-- Opening Marker --

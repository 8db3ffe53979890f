//! Serializing executor
//!
//! Every mutation of the queue helper's state flows through one dispatcher:
//! an unbounded channel of jobs drained by a single task. External inputs
//! (client calls, network frames, timers, observer callbacks) post jobs and
//! return immediately; jobs from one source run in source order.

use std::sync::atomic::{AtomicBool, Ordering};
use std::sync::Arc;
use tokio::sync::mpsc;
use tracing::debug;

/// A unit of work executed with exclusive access to the state
pub type Job<S> = Box<dyn FnOnce(&mut S) + Send>;

/// Handle used to post work onto the dispatcher from any thread
pub struct DispatcherHandle<S> {
    tx: mpsc::UnboundedSender<Job<S>>,
    stopped: Arc<AtomicBool>,
}

impl<S> Clone for DispatcherHandle<S> {
    fn clone(&self) -> Self {
        Self {
            tx: self.tx.clone(),
            stopped: self.stopped.clone(),
        }
    }
}

impl<S: Send + 'static> DispatcherHandle<S> {
    /// Post a job; silently dropped once the dispatcher has stopped
    pub fn post(&self, job: impl FnOnce(&mut S) + Send + 'static) {
        if self.stopped.load(Ordering::Acquire) {
            return;
        }
        let _ = self.tx.send(Box::new(job));
    }

    /// Stop the dispatcher after the jobs already queued have run
    pub fn stop(&self) {
        let stopped = self.stopped.clone();
        let _ = self.tx.send(Box::new(move |_state: &mut S| {
            stopped.store(true, Ordering::Release);
        }));
    }

    pub fn is_stopped(&self) -> bool {
        self.stopped.load(Ordering::Acquire)
    }
}

/// Receiving half of a dispatcher, consumed by [`run`]
pub struct JobReceiver<S> {
    rx: mpsc::UnboundedReceiver<Job<S>>,
    stopped: Arc<AtomicBool>,
}

/// Create a dispatcher channel without starting the drain task.
///
/// Lets the state embed its own handle before the loop starts; pair with
/// [`run`].
pub fn channel<S>() -> (DispatcherHandle<S>, JobReceiver<S>) {
    let (tx, rx) = mpsc::unbounded_channel::<Job<S>>();
    let stopped = Arc::new(AtomicBool::new(false));
    let handle = DispatcherHandle {
        tx,
        stopped: stopped.clone(),
    };
    (handle, JobReceiver { rx, stopped })
}

/// Drive the dispatcher loop owning `state` on a spawned task
pub fn run<S: Send + 'static>(receiver: JobReceiver<S>, mut state: S) -> tokio::task::JoinHandle<()> {
    let JobReceiver { mut rx, stopped } = receiver;
    tokio::spawn(async move {
        while let Some(job) = rx.recv().await {
            job(&mut state);
            if stopped.load(Ordering::Acquire) {
                break;
            }
        }
        debug!("dispatcher stopped");
    })
}

/// Spawn the dispatcher task owning `state`.
///
/// The returned handle is the only way to reach the state; dropping every
/// handle (or calling [`DispatcherHandle::stop`]) terminates the task.
pub fn spawn<S: Send + 'static>(state: S) -> DispatcherHandle<S> {
    let (handle, receiver) = channel();
    run(receiver, state);
    handle
}

#[cfg(test)]
mod tests {
    use super::*;
    use tokio::sync::oneshot;

    #[tokio::test]
    async fn test_jobs_run_in_post_order() {
        let handle = spawn(Vec::<u32>::new());
        for i in 0..10 {
            handle.post(move |v| v.push(i));
        }

        let (tx, rx) = oneshot::channel();
        handle.post(move |v| {
            let _ = tx.send(v.clone());
        });
        let seen = rx.await.unwrap();
        assert_eq!(seen, (0..10).collect::<Vec<_>>());
    }

    #[tokio::test]
    async fn test_stop_drops_later_jobs() {
        let handle = spawn(0u32);
        handle.post(|n| *n += 1);
        handle.stop();

        // wait for the stop to take effect
        while !handle.is_stopped() {
            tokio::task::yield_now().await;
        }
        handle.post(|n| *n += 100); // dropped

        assert!(handle.is_stopped());
    }

    #[tokio::test]
    async fn test_posts_from_many_tasks_all_run() {
        let handle = spawn(0u32);
        let mut tasks = Vec::new();
        for _ in 0..8 {
            let handle = handle.clone();
            tasks.push(tokio::spawn(async move {
                for _ in 0..100 {
                    handle.post(|n| *n += 1);
                }
            }));
        }
        for task in tasks {
            task.await.unwrap();
        }

        let (tx, rx) = oneshot::channel();
        handle.post(move |n| {
            let _ = tx.send(*n);
        });
        assert_eq!(rx.await.unwrap(), 800);
    }
}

-- Closing Marker --

• [WORK INSTRUCTION]
Scan the data for the string "dropped" and copy each line in which it occurs.

• [PROBLEM SOLUTION]
    /// Post a job; silently dropped once the dispatcher has stopped
        handle.post(|n| *n += 100); // dropped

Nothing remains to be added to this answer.